Heritage Health: problems creating a useable Random Forest model

joei005
joei005 New Altair Community Member
edited November 5 in Community Q&A
Hello,

I am having problems developing a useable Random Forest model in the RapidMiner GUI.

The dataset is from the Heritage Healthcare contest. It has approximately 144 attributes and over 70k examples.

The datatypes are mostly numeric and binomial. The label is numeric.

I am new to RapidMiner GUI and am trying to create a simple Random Forest model.

The process is straignt-forward.
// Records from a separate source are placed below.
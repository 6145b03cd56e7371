use std::{
    ffi::OsStr,
    fs,
    path::Path,
    process::{Command, Output},
};

use httpdvr::{
    archive::ArchiveWriter,
    exchange::{Exchange, RecordedError, RecordedRequest, RecordedResponse, RequestUrl},
    transport::TransportErrorKind,
};
use tempfile::tempdir;

const MODE_ENV: [&str; 5] = [
    "HTTPDVR_RECORD",
    "HTTPDVR_REPLAY",
    "HTTPDVR_PASSTHROUGH",
    "HTTPDVR_DEFAULT_REPLAY",
    "HTTPDVR_FILE",
];

fn run_httpdvr<I, S>(args: I, cwd: &Path, env: &[(&str, &str)]) -> Output
where
    I: IntoIterator<Item = S>,
    S: AsRef<OsStr>,
{
    let mut command = Command::new(env!("CARGO_BIN_EXE_httpdvr"));
    command.args(args).current_dir(cwd);
    for name in MODE_ENV {
        command.env_remove(name);
    }
    for (name, value) in env {
        command.env(name, value);
    }
    command.output().expect("httpdvr command should execute")
}

fn assert_success(output: &Output) {
    assert!(
        output.status.success(),
        "command failed\nstdout:\n{}\nstderr:\n{}",
        String::from_utf8_lossy(&output.stdout),
        String::from_utf8_lossy(&output.stderr)
    );
}

fn request(path: &str) -> RecordedRequest {
    RecordedRequest {
        method: "GET".to_owned(),
        url: RequestUrl {
            scheme: "http".to_owned(),
            host: "127.0.0.1:8080".to_owned(),
            path: path.to_owned(),
            ..RequestUrl::default()
        },
        headers: Default::default(),
        trailers: Default::default(),
        body: Vec::new(),
        body_error: None,
    }
}

fn write_sample_archive(path: &Path) {
    let mut writer = ArchiveWriter::create(path).expect("archive should be created");
    writer
        .append_exchange(&Exchange {
            request: request("/201"),
            response: Some(RecordedResponse {
                status: 201,
                headers: Default::default(),
                trailers: Default::default(),
                body: Vec::new(),
                body_error: None,
            }),
            error: None,
        })
        .expect("first record should be appended");
    writer
        .append_exchange(&Exchange {
            request: request("/close"),
            response: None,
            error: Some(RecordedError {
                kind: TransportErrorKind::Closed,
                message: "connection closed before message completed".to_owned(),
            }),
        })
        .expect("second record should be appended");
    writer.finish().expect("archive should be finalized");
}

#[test]
fn inspect_lists_records_in_order() {
    let dir = tempdir().expect("tempdir should be created");
    let archive = dir.path().join("api.dvr");
    write_sample_archive(&archive);

    let output = run_httpdvr(
        [OsStr::new("inspect"), OsStr::new("--archive"), archive.as_os_str()],
        dir.path(),
        &[],
    );
    assert_success(&output);

    let stdout = String::from_utf8(output.stdout).expect("stdout should be UTF-8");
    let lines: Vec<&str> = stdout.lines().collect();
    assert_eq!(
        lines,
        vec![
            "0\tGET\thttp://127.0.0.1:8080/201\t201 (0 bytes)",
            "1\tGET\thttp://127.0.0.1:8080/close\terror closed: connection closed before message completed",
        ]
    );
}

#[test]
fn inspect_uses_archive_from_project_config() {
    let dir = tempdir().expect("tempdir should be created");
    write_sample_archive(&dir.path().join("fixtures.dvr"));
    fs::write(
        dir.path().join("httpdvr.toml"),
        "[archive]\npath = \"fixtures.dvr\"\n",
    )
    .expect("config should be written");

    let output = run_httpdvr(["inspect"], dir.path(), &[]);
    assert_success(&output);
    assert_eq!(String::from_utf8_lossy(&output.stdout).lines().count(), 2);
}

#[test]
fn inspect_rejects_unknown_archive_version() {
    let dir = tempdir().expect("tempdir should be created");
    let archive = dir.path().join("future.dvr");
    fs::write(&archive, [0, 0, 0, 9]).expect("archive should be written");

    let output = run_httpdvr(
        [OsStr::new("inspect"), OsStr::new("--archive"), archive.as_os_str()],
        dir.path(),
        &[],
    );
    assert!(!output.status.success());
    let stderr = String::from_utf8_lossy(&output.stderr);
    assert!(stderr.contains("unsupported archive version 9"), "{stderr}");
}

#[test]
fn mode_follows_environment_overrides() {
    let dir = tempdir().expect("tempdir should be created");

    let output = run_httpdvr(["mode"], dir.path(), &[]);
    assert_success(&output);
    let stdout = String::from_utf8_lossy(&output.stdout);
    assert!(stdout.starts_with("mode: passthrough\n"), "{stdout}");
    assert!(stdout.contains("archive: testdata/archive.dvr"), "{stdout}");

    let output = run_httpdvr(
        ["mode"],
        dir.path(),
        &[("HTTPDVR_REPLAY", "true"), ("HTTPDVR_FILE", "other.dvr")],
    );
    assert_success(&output);
    let stdout = String::from_utf8_lossy(&output.stdout);
    assert!(stdout.starts_with("mode: replay\n"), "{stdout}");
    assert!(stdout.contains("archive: other.dvr"), "{stdout}");

    let output = run_httpdvr(
        ["mode"],
        dir.path(),
        &[("HTTPDVR_REPLAY", "true"), ("HTTPDVR_RECORD", "1")],
    );
    assert_success(&output);
    assert!(String::from_utf8_lossy(&output.stdout).starts_with("mode: record\n"));
}

#[test]
fn invalid_environment_boolean_fails() {
    let dir = tempdir().expect("tempdir should be created");
    let output = run_httpdvr(["mode"], dir.path(), &[("HTTPDVR_RECORD", "maybe")]);
    assert!(!output.status.success());
    let stderr = String::from_utf8_lossy(&output.stderr);
    assert!(stderr.contains("HTTPDVR_RECORD"), "{stderr}");
}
It reads in a .csv files, set the roles, discretes the numeric label using 10 bins, splits the process into modeling and validation and writes out the model.
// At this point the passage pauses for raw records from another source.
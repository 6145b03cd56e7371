use base64::{Engine as _, engine::general_purpose::STANDARD};

use crate::exchange::{Exchange, HeaderBytes};

/// Rewrites an exchange before it is written to the archive.
///
/// The hook only ever sees a private copy; the caller keeps the original request and
/// response.
pub trait Obfuscator: Send + Sync {
    fn obfuscate(&self, exchange: &mut Exchange);
}

impl<F> Obfuscator for F
where
    F: Fn(&mut Exchange) + Send + Sync,
{
    fn obfuscate(&self, exchange: &mut Exchange) {
        self(exchange)
    }
}

/// Swaps real credentials for fixed placeholders in the `Authorization` header and in URL
/// user info.
#[derive(Debug, Clone)]
pub struct BasicAuthObfuscator {
    username: String,
    password: String,
}

impl BasicAuthObfuscator {
    pub fn new(username: impl Into<String>, password: impl Into<String>) -> Self {
        Self {
            username: username.into(),
            password: password.into(),
        }
    }

    fn header_value(&self) -> String {
        let credentials = format!("{}:{}", self.username, self.password);
        format!("Basic {}", STANDARD.encode(credentials))
    }

    fn user_info(&self) -> String {
        if self.password.is_empty() {
            self.username.clone()
        } else {
            format!("{}:{}", self.username, self.password)
        }
    }
}

impl Obfuscator for BasicAuthObfuscator {
    fn obfuscate(&self, exchange: &mut Exchange) {
        let request = &mut exchange.request;

        let authorization = request
            .headers
            .iter_mut()
            .find(|(name, _)| name.eq_ignore_ascii_case("authorization"));
        if let Some((_, values)) = authorization
            && values.iter().any(|value| !value.is_empty())
        {
            *values = vec![HeaderBytes::from(self.header_value())];
        }

        if request.url.user_info.is_some() {
            request.url.user_info = Some(self.user_info());
        }
    }
}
When I initially ran the process, all the trees contained one node with a range for the predicted value of negative infinity to 0.278.

When I turned off pruning and pre-pruning, the process failed with an error message of "cannot clone example set".
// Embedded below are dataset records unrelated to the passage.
use std::path::PathBuf;

use anyhow::Context as _;
use clap::{Parser, Subcommand};
use httpdvr::{
    archive::{ArchiveRecord, read_archive},
    config::Config,
    logging,
    mode::Mode,
};

#[derive(Debug, Parser)]
#[command(name = "httpdvr")]
struct Cli {
    /// Optional path to config TOML. If omitted, ./httpdvr.toml is used when present.
    #[arg(long, global = true)]
    config: Option<PathBuf>,
    /// Override log level (trace, debug, info, warn, error, off).
    #[arg(long, global = true)]
    log_level: Option<String>,
    #[command(subcommand)]
    command: Command,
}

#[derive(Debug, Subcommand)]
enum Command {
    /// List the exchanges stored in an archive.
    Inspect {
        /// Archive to read; defaults to the configured archive path.
        #[arg(long)]
        archive: Option<PathBuf>,
    },
    /// Print the mode the current configuration and environment resolve to.
    Mode,
}

fn render_record(record: &ArchiveRecord) -> String {
    let exchange = &record.exchange;
    let outcome = match (&exchange.response, &exchange.error) {
        (Some(response), _) => format!("{} ({} bytes)", response.status, response.body.len()),
        (None, Some(error)) => format!("error {}: {}", error.kind.as_str(), error.message),
        (None, None) => "no outcome".to_owned(),
    };
    format!(
        "{}\t{}\t{}\t{outcome}",
        record.sequence, exchange.request.method, exchange.request.url
    )
}

fn mode_summary(config: &Config) -> String {
    let flags = config.mode;
    let mode = Mode::from_flags(
        flags.record,
        flags.replay,
        flags.passthrough,
        flags.default_replay,
    );
    format!(
        "mode: {mode}\n\
         record: {}\n\
         replay: {}\n\
         passthrough: {}\n\
         default_replay: {}\n\
         archive: {}",
        flags.record,
        flags.replay,
        flags.passthrough,
        flags.default_replay,
        config.archive.path.display()
    )
}

fn main() -> anyhow::Result<()> {
    let cli = Cli::parse();
    let cwd = std::env::current_dir().context("resolve current directory")?;
    let config = Config::load(cli.config.as_deref(), &cwd)?;
    logging::init(&config, cli.log_level.as_deref())?;

    match cli.command {
        Command::Inspect { archive } => {
            let path = archive.unwrap_or_else(|| config.archive.path.clone());
            let records = read_archive(&path)?;
            for record in &records {
                println!("{}", render_record(record));
            }
            eprintln!("{} exchanges in {}", records.len(), path.display());
        }
        Command::Mode => println!("{}", mode_summary(&config)),
    }

    Ok(())
}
When I turned off pre-prunning BUT turned on prunning, the process didn't fail but didn't produce better results. When I swithed the algorithm type to  gini_varinace, the model produced trees with multiple nodes.

However, when I checked the performance of the model from the validation process, the model predicts only the range negative infirnity to 0.287. The performance operatior indicates that this gives an 84% performance.

Do you know how to modify the model so that more ranges are used in the prediction?

I lowered the gain needed to create a new node to 0.05 and decreased the confidence level from 0.25 to 0.05.

Thanks!
Tagged:

Answers

  • MariusHelf
    MariusHelf New Altair Community Member
    The random forest has a lot of parameters which want to be optimized, as always in data mining patience is your friend :) The Optimize Parameters or Loop Parameters in combination with a log operator will greatly ease the job of finding good parameters. In addition you may want to try different implementation of the Random Forest, such as W-Random Forest from the Weka extension, and also try completely different algorithms such as SVM, as a quick shot maybe Naive Bayes etc.

    Just experiment with the possibilities ;)

    Best, Marius